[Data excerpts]
______________________________

use crate::constants::MIN_PASSWORD_LENGTH;
use crate::errors::{Error, Result, ValidationError};
use crate::users::password::{hash_password, verify_password};
use crate::users::users_model::{Actor, NewUser, NewUserRecord, User, UserRole};
use crate::users::users_traits::{UserRepositoryTrait, UserServiceTrait};
use async_trait::async_trait;
use log::{info, warn};
use std::sync::Arc;

pub struct UserService<T: UserRepositoryTrait> {
    user_repo: Arc<T>,
}

impl<T: UserRepositoryTrait> UserService<T> {
    pub fn new(user_repo: Arc<T>) -> Self {
        UserService { user_repo }
    }
}

fn validate_new_user(requester: Option<&Actor>, new_user: &NewUser) -> Result<(UserRole, String)> {
    if new_user.name.trim().is_empty() {
        return Err(ValidationError::MissingField("name".into()).into());
    }
    let email = new_user.email.trim().to_lowercase();
    if email.is_empty() || !email.contains('@') {
        return Err(Error::invalid("a valid email address is required"));
    }
    if new_user.password.chars().count() < MIN_PASSWORD_LENGTH {
        return Err(Error::invalid(format!(
            "password must be at least {MIN_PASSWORD_LENGTH} characters"
        )));
    }

    let role = match new_user.role.as_deref() {
        Some(raw) if !raw.trim().is_empty() => raw.parse::<UserRole>()?,
        _ => UserRole::Public,
    };

    // Self-service registration only creates citizen accounts.
    let requester_is_central = requester.is_some_and(|a| a.role == UserRole::Central);
    if role != UserRole::Public && !requester_is_central {
        return Err(Error::Forbidden(format!(
            "only central users may register '{role}' accounts"
        )));
    }
    if role == UserRole::StateUser && new_user.state_id.is_none() {
        return Err(ValidationError::MissingField("state_id".into()).into());
    }
    Ok((role, email))
}

#[async_trait]
impl<T: UserRepositoryTrait + Send + Sync> UserServiceTrait for UserService<T> {
    async fn register(&self, requester: Option<&Actor>, new_user: NewUser) -> Result<User> {
        let (role, email) = validate_new_user(requester, &new_user)?;
        let record = NewUserRecord {
            name: new_user.name.trim().to_string(),
            email,
            password_hash: hash_password(&new_user.password)?,
            role,
            state_id: new_user.state_id,
        };
        let user = self.user_repo.insert_user(record).await?;
        info!("Registered user {} with role {}", user.id, user.role);
        Ok(user)
    }

    async fn authenticate(&self, email: &str, password: &str) -> Result<User> {
        let email = email.trim().to_lowercase();
        let Some(credentials) = self.user_repo.find_credentials_by_email(&email)? else {
            return Err(Error::InvalidCredentials);
        };
        if !verify_password(password, &credentials.password_hash)? {
            warn!("Failed login attempt for user {}", credentials.user.id);
            return Err(Error::InvalidCredentials);
        }
        Ok(credentials.user)
    }

    fn get_user(&self, user_id: i32) -> Result<User> {
        self.user_repo
            .get_user(user_id)?
            .ok_or_else(|| Error::not_found("User", user_id))
    }
}

#[cfg(test)]
mod tests {
    use super::*;
    use crate::users::users_model::UserCredentials;
    use chrono::NaiveDate;
    use std::sync::RwLock;

    #[derive(Default)]
    struct MockUserRepository {
        users: RwLock<Vec<UserCredentials>>,
    }

    #[async_trait]
    impl UserRepositoryTrait for MockUserRepository {
        fn find_credentials_by_email(&self, email: &str) -> Result<Option<UserCredentials>> {
            Ok(self
                .users
                .read()
                .unwrap()
                .iter()
                .find(|c| c.user.email == email)
                .cloned())
        }

        fn get_user(&self, user_id: i32) -> Result<Option<User>> {
            Ok(self
                .users
                .read()
                .unwrap()
                .iter()
                .find(|c| c.user.id == user_id)
                .map(|c| c.user.clone()))
        }

        async fn insert_user(&self, record: NewUserRecord) -> Result<User> {
            let mut users = self.users.write().unwrap();
            if users.iter().any(|c| c.user.email == record.email) {
                return Err(crate::errors::DatabaseError::UniqueViolation(
                    "users.email".to_string(),
                )
                .into());
            }
            let user = User {
                id: users.len() as i32 + 1,
                name: record.name,
                email: record.email,
                role: record.role,
                state_id: record.state_id,
                created_at: NaiveDate::from_ymd_opt(2024, 1, 1)
                    .unwrap()
                    .and_hms_opt(0, 0, 0)
                    .unwrap(),
            };
            users.push(UserCredentials {
                user: user.clone(),
                password_hash: record.password_hash,
            });
            Ok(user)
        }
    }

    fn new_user(email: &str, role: Option<&str>) -> NewUser {
        NewUser {
            name: "Test User".to_string(),
            email: email.to_string(),
            password: "secret123".to_string(),
            role: role.map(str::to_string),
            state_id: Some(1),
        }
    }

    fn central() -> Actor {
        Actor {
            user_id: 1,
            email: "admin@pmajay.gov.in".to_string(),
            role: UserRole::Central,
            state_id: None,
        }
    }

    #[tokio::test]
    async fn register_then_authenticate() {
        let svc = UserService::new(Arc::new(MockUserRepository::default()));
        let user = svc
            .register(None, new_user("Citizen@Example.com", None))
            .await
            .unwrap();
        assert_eq!(user.role, UserRole::Public);
        assert_eq!(user.email, "citizen@example.com");

        let authed = svc
            .authenticate("citizen@example.com ", "secret123")
            .await
            .unwrap();
        assert_eq!(authed.id, user.id);
    }

    #[tokio::test]
    async fn wrong_password_and_unknown_email_look_the_same() {
        let svc = UserService::new(Arc::new(MockUserRepository::default()));
        svc.register(None, new_user("a@b.in", None)).await.unwrap();

        let wrong = svc.authenticate("a@b.in", "nope-nope").await.unwrap_err();
        let unknown = svc.authenticate("x@b.in", "secret123").await.unwrap_err();
        assert!(matches!(wrong, Error::InvalidCredentials));
        assert!(matches!(unknown, Error::InvalidCredentials));
    }

    #[tokio::test]
    async fn privileged_roles_need_a_central_requester() {
        let svc = UserService::new(Arc::new(MockUserRepository::default()));
        let err = svc
            .register(None, new_user("officer@mh.gov.in", Some("state_user")))
            .await
            .unwrap_err();
        assert!(matches!(err, Error::Forbidden(_)));

        let officer = svc
            .register(
                Some(&central()),
                new_user("officer@mh.gov.in", Some("state_user")),
            )
            .await
            .unwrap();
        assert_eq!(officer.role, UserRole::StateUser);
    }

    #[tokio::test]
    async fn short_password_is_rejected() {
        let svc = UserService::new(Arc::new(MockUserRepository::default()));
        let mut input = new_user("a@b.in", None);
        input.password = "123".to_string();
        let err = svc.register(None, input).await.unwrap_err();
        assert!(matches!(err, Error::Validation(_)));
    }

    #[test]
    fn state_officer_scope() {
        let officer = Actor {
            user_id: 2,
            email: "officer@mh.gov.in".to_string(),
            role: UserRole::StateUser,
            state_id: Some(1),
        };
        assert!(officer.can_access_state(1));
        assert!(!officer.can_access_state(2));
        assert!(central().can_access_state(2));
    }
}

______________________________

Work to complete: Out of the preceding entries, pull each line that contains the word "struct".

Result for this exercise:
pub struct UserService<T: UserRepositoryTrait> {
    struct MockUserRepository {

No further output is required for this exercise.